Whenever a line in the data below includes the string "Indexed", copy it out.

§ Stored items
- - -

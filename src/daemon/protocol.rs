//! IPC Protocol Types
//!
//! Requests travel as fixed-size envelopes over the shared request FIFO:
//! a little-endian `u32` payload length, a bincode payload, and zero padding
//! up to [`ENVELOPE_SIZE`]. The frame is smaller than `PIPE_BUF`, so a single
//! write is never interleaved with another client's.
//!
//! Replies are UTF-8 text sent over the client's private FIFO as a sequence of
//! length-prefixed frames of at most [`FRAME_SIZE`] bytes, terminated by a
//! zero-length frame.

use serde::{Deserialize, Serialize};
use std::fmt;
use thiserror::Error;
use tokio::io::{AsyncRead, AsyncReadExt};

use crate::types::{
    DocumentId, DocumentRecord, NewDocument, SearchResult, MAX_AUTHORS, MAX_PATH, MAX_TITLE,
    MAX_YEAR,
};
use crate::util::truncate_str;

/// Size of every request envelope on the wire
pub const ENVELOPE_SIZE: usize = 1024;
/// Maximum reply address length in bytes
pub const MAX_REPLY_ADDRESS: usize = 256;
/// Maximum argument string length in bytes
pub const MAX_ARGUMENTS: usize = 512;
/// Maximum payload bytes carried by one reply frame
pub const FRAME_SIZE: usize = 1024;
/// Upper bound on a reassembled reply
pub const MAX_RESPONSE_SIZE: usize = 1024 * 1024;
/// Field separator inside the argument string (never escaped)
pub const ARG_SEPARATOR: char = '|';

const LEN_PREFIX: usize = 4;

/// Command codes carried in the envelope
#[derive(Debug, Clone, Copy, PartialEq, Eq, Hash, Serialize, Deserialize)]
#[repr(u32)]
pub enum Command {
    Add = 0,
    Query = 1,
    Remove = 2,
    LineCount = 3,
    Search = 4,
    Shutdown = 5,
}

impl Command {
    pub fn code(self) -> u32 {
        self as u32
    }

    pub fn as_str(self) -> &'static str {
        match self {
            Self::Add => "ADD",
            Self::Query => "QUERY",
            Self::Remove => "REMOVE",
            Self::LineCount => "LINE_COUNT",
            Self::Search => "SEARCH",
            Self::Shutdown => "SHUTDOWN",
        }
    }
}

impl TryFrom<u32> for Command {
    type Error = ProtocolError;

    fn try_from(code: u32) -> Result<Self, Self::Error> {
        Ok(match code {
            0 => Self::Add,
            1 => Self::Query,
            2 => Self::Remove,
            3 => Self::LineCount,
            4 => Self::Search,
            5 => Self::Shutdown,
            other => return Err(ProtocolError::UnknownCommand(other)),
        })
    }
}

impl fmt::Display for Command {
    fn fmt(&self, f: &mut fmt::Formatter<'_>) -> fmt::Result {
        f.write_str(self.as_str())
    }
}

/// Envelopes that cannot be decoded. These are dropped without a reply.
#[derive(Debug, Error)]
pub enum ProtocolError {
    #[error("Envelope frame has wrong size: {0} bytes")]
    BadFrameSize(usize),
    #[error("Declared payload length {0} does not fit in the envelope")]
    PayloadOverflow(usize),
    #[error("Failed to decode envelope: {0}")]
    Decode(#[from] bincode::Error),
    #[error("Unknown command code {0}")]
    UnknownCommand(u32),
    #[error("{field} too long: {len} bytes (max {max})")]
    FieldTooLong {
        field: &'static str,
        len: usize,
        max: usize,
    },
}

/// Arguments that do not fit the shape a known command expects
#[derive(Debug, Error, PartialEq, Eq)]
pub enum ArgumentError {
    #[error("ADD expects four non-empty fields: title|authors|year|path")]
    AddFields,
    #[error("invalid document id '{0}'")]
    InvalidId(String),
}

#[derive(Serialize, Deserialize)]
struct WireEnvelope {
    command: u32,
    reply_address: String,
    arguments: String,
}

/// One complete request unit: command, reply address and raw arguments
#[derive(Debug, Clone, PartialEq, Eq)]
pub struct Envelope {
    pub command: Command,
    /// Path of the client's private reply FIFO
    pub reply_address: String,
    /// `|`-separated command arguments
    pub arguments: String,
}

impl Envelope {
    pub fn new(command: Command, reply_address: impl Into<String>, arguments: impl Into<String>) -> Self {
        Self {
            command,
            reply_address: reply_address.into(),
            arguments: arguments.into(),
        }
    }

    /// Encode into exactly [`ENVELOPE_SIZE`] bytes
    pub fn encode(&self) -> Result<Vec<u8>, ProtocolError> {
        check_len("reply address", &self.reply_address, MAX_REPLY_ADDRESS)?;
        check_len("arguments", &self.arguments, MAX_ARGUMENTS)?;

        let payload = bincode::serialize(&WireEnvelope {
            command: self.command.code(),
            reply_address: self.reply_address.clone(),
            arguments: self.arguments.clone(),
        })?;
        if payload.len() > ENVELOPE_SIZE - LEN_PREFIX {
            return Err(ProtocolError::PayloadOverflow(payload.len()));
        }

        let mut frame = vec![0u8; ENVELOPE_SIZE];
        frame[..LEN_PREFIX].copy_from_slice(&(payload.len() as u32).to_le_bytes());
        frame[LEN_PREFIX..LEN_PREFIX + payload.len()].copy_from_slice(&payload);
        Ok(frame)
    }

    /// Decode one [`ENVELOPE_SIZE`]-byte frame
    pub fn decode(frame: &[u8]) -> Result<Self, ProtocolError> {
        if frame.len() != ENVELOPE_SIZE {
            return Err(ProtocolError::BadFrameSize(frame.len()));
        }

        let mut len_buf = [0u8; LEN_PREFIX];
        len_buf.copy_from_slice(&frame[..LEN_PREFIX]);
        let len = u32::from_le_bytes(len_buf) as usize;
        if len > ENVELOPE_SIZE - LEN_PREFIX {
            return Err(ProtocolError::PayloadOverflow(len));
        }

        let wire: WireEnvelope = bincode::deserialize(&frame[LEN_PREFIX..LEN_PREFIX + len])?;
        let command = Command::try_from(wire.command)?;
        check_len("reply address", &wire.reply_address, MAX_REPLY_ADDRESS)?;
        check_len("arguments", &wire.arguments, MAX_ARGUMENTS)?;

        Ok(Self {
            command,
            reply_address: wire.reply_address,
            arguments: wire.arguments,
        })
    }
}

fn check_len(field: &'static str, value: &str, max: usize) -> Result<(), ProtocolError> {
    if value.len() > max {
        return Err(ProtocolError::FieldTooLong {
            field,
            len: value.len(),
            max,
        });
    }
    Ok(())
}

/// Decoded request
#[derive(Debug, Clone, PartialEq, Eq)]
pub enum Request {
    Add(NewDocument),
    Query { id: DocumentId },
    Remove { id: DocumentId },
    LineCount { id: DocumentId, keyword: String },
    /// `workers` is the raw requested count; the server clamps it
    Search { keyword: String, workers: Option<i64> },
    Shutdown,
}

impl Request {
    pub fn command(&self) -> Command {
        match self {
            Self::Add(_) => Command::Add,
            Self::Query { .. } => Command::Query,
            Self::Remove { .. } => Command::Remove,
            Self::LineCount { .. } => Command::LineCount,
            Self::Search { .. } => Command::Search,
            Self::Shutdown => Command::Shutdown,
        }
    }

    /// Encode the arguments as a `|`-separated string
    pub fn to_arguments(&self) -> String {
        match self {
            // Fields are cut to their stored bounds here so an ADD always fits
            Self::Add(doc) => format!(
                "{}|{}|{}|{}",
                truncate_str(&doc.title, MAX_TITLE),
                truncate_str(&doc.authors, MAX_AUTHORS),
                truncate_str(&doc.year, MAX_YEAR),
                truncate_str(&doc.path, MAX_PATH)
            ),
            Self::Query { id } | Self::Remove { id } => id.to_string(),
            Self::LineCount { id, keyword } => format!("{}|{}", id, keyword),
            Self::Search { keyword, workers: Some(n) } => format!("{}|{}", keyword, n),
            Self::Search { keyword, workers: None } => keyword.clone(),
            Self::Shutdown => String::new(),
        }
    }

    /// Wrap this request in an envelope addressed to `reply_address`
    pub fn to_envelope(&self, reply_address: impl Into<String>) -> Envelope {
        Envelope::new(self.command(), reply_address, self.to_arguments())
    }

    /// Decode the arguments of a known command.
    ///
    /// A search worker count that is not an integer behaves as 1.
    pub fn parse(command: Command, arguments: &str) -> Result<Self, ArgumentError> {
        match command {
            Command::Add => {
                let fields: Vec<&str> = arguments.split(ARG_SEPARATOR).collect();
                if fields.len() != 4 || fields.iter().any(|f| f.is_empty()) {
                    return Err(ArgumentError::AddFields);
                }
                Ok(Self::Add(NewDocument::new(fields[0], fields[1], fields[2], fields[3])))
            }
            Command::Query => Ok(Self::Query {
                id: parse_id(arguments)?,
            }),
            Command::Remove => Ok(Self::Remove {
                id: parse_id(arguments)?,
            }),
            Command::LineCount => {
                let mut fields = arguments.splitn(2, ARG_SEPARATOR);
                let id = parse_id(fields.next().unwrap_or_default())?;
                let keyword = fields.next().unwrap_or_default().to_string();
                Ok(Self::LineCount { id, keyword })
            }
            Command::Search => {
                let mut fields = arguments.splitn(2, ARG_SEPARATOR);
                let keyword = fields.next().unwrap_or_default().to_string();
                let workers = fields
                    .next()
                    .map(|raw| raw.trim().parse::<i64>().unwrap_or(1));
                Ok(Self::Search { keyword, workers })
            }
            Command::Shutdown => Ok(Self::Shutdown),
        }
    }
}

fn parse_id(raw: &str) -> Result<DocumentId, ArgumentError> {
    raw.trim()
        .parse::<DocumentId>()
        .map_err(|_| ArgumentError::InvalidId(raw.to_string()))
}

/// Reply sent back to the client, rendered as text on the wire
#[derive(Debug, Clone, PartialEq, Eq)]
pub enum Response {
    Indexed(DocumentId),
    IndexFailed(String),
    Document(DocumentRecord),
    NotFound(DocumentId),
    Removed(DocumentId),
    RemoveFailed { id: DocumentId, reason: String },
    LineCount(usize),
    Matches(SearchResult),
    NoMatches,
    ShuttingDown,
    InvalidArguments(String),
}

impl Response {
    /// Search reply, using the empty marker when nothing matched
    pub fn search(result: SearchResult) -> Self {
        if result.is_empty() {
            Self::NoMatches
        } else {
            Self::Matches(result)
        }
    }

    /// Wire frames for this response
    pub fn to_frames(&self) -> Vec<u8> {
        encode_frames(self.to_string().as_bytes())
    }
}

impl fmt::Display for Response {
    fn fmt(&self, f: &mut fmt::Formatter<'_>) -> fmt::Result {
        match self {
            Self::Indexed(id) => write!(f, "Document {} indexed", id),
            Self::IndexFailed(reason) => write!(f, "Error indexing document: {}", reason),
            Self::Document(record) => write!(f, "{}", record),
            Self::NotFound(id) => write!(f, "Document {} not found", id),
            Self::Removed(id) => write!(f, "Document {} removed", id),
            Self::RemoveFailed { id, reason } => {
                write!(f, "Error removing document {}: {}", id, reason)
            }
            Self::LineCount(count) => write!(f, "{}", count),
            Self::Matches(result) => write!(f, "{}", result),
            Self::NoMatches => f.write_str("No matches found"),
            Self::ShuttingDown => f.write_str("Server shutting down"),
            Self::InvalidArguments(reason) => write!(f, "Invalid arguments: {}", reason),
        }
    }
}

/// Split `payload` into length-prefixed frames followed by a terminator.
///
/// Frame boundaries are byte offsets and may fall inside a UTF-8 sequence.
pub fn encode_frames(payload: &[u8]) -> Vec<u8> {
    let frames = payload.len().div_ceil(FRAME_SIZE);
    let mut buf = Vec::with_capacity(payload.len() + (frames + 1) * LEN_PREFIX);
    for chunk in payload.chunks(FRAME_SIZE) {
        buf.extend_from_slice(&(chunk.len() as u32).to_le_bytes());
        buf.extend_from_slice(chunk);
    }
    buf.extend_from_slice(&0u32.to_le_bytes());
    buf
}

/// Read frames until the terminator and return the concatenated payload.
pub async fn read_frames<R: AsyncRead + Unpin>(reader: &mut R) -> std::io::Result<Vec<u8>> {
    let mut payload = Vec::new();
    loop {
        let mut len_buf = [0u8; LEN_PREFIX];
        reader.read_exact(&mut len_buf).await?;
        let len = u32::from_le_bytes(len_buf) as usize;
        if len == 0 {
            return Ok(payload);
        }
        if len > FRAME_SIZE || payload.len() + len > MAX_RESPONSE_SIZE {
            return Err(std::io::Error::new(
                std::io::ErrorKind::InvalidData,
                format!("Reply frame too large: {} bytes", len),
            ));
        }

        let start = payload.len();
        payload.resize(start + len, 0);
        reader.read_exact(&mut payload[start..]).await?;
    }
}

- - -

§ Solution to the problem
    Indexed(DocumentId),
            Self::Indexed(id) => write!(f, "Document {} indexed", id),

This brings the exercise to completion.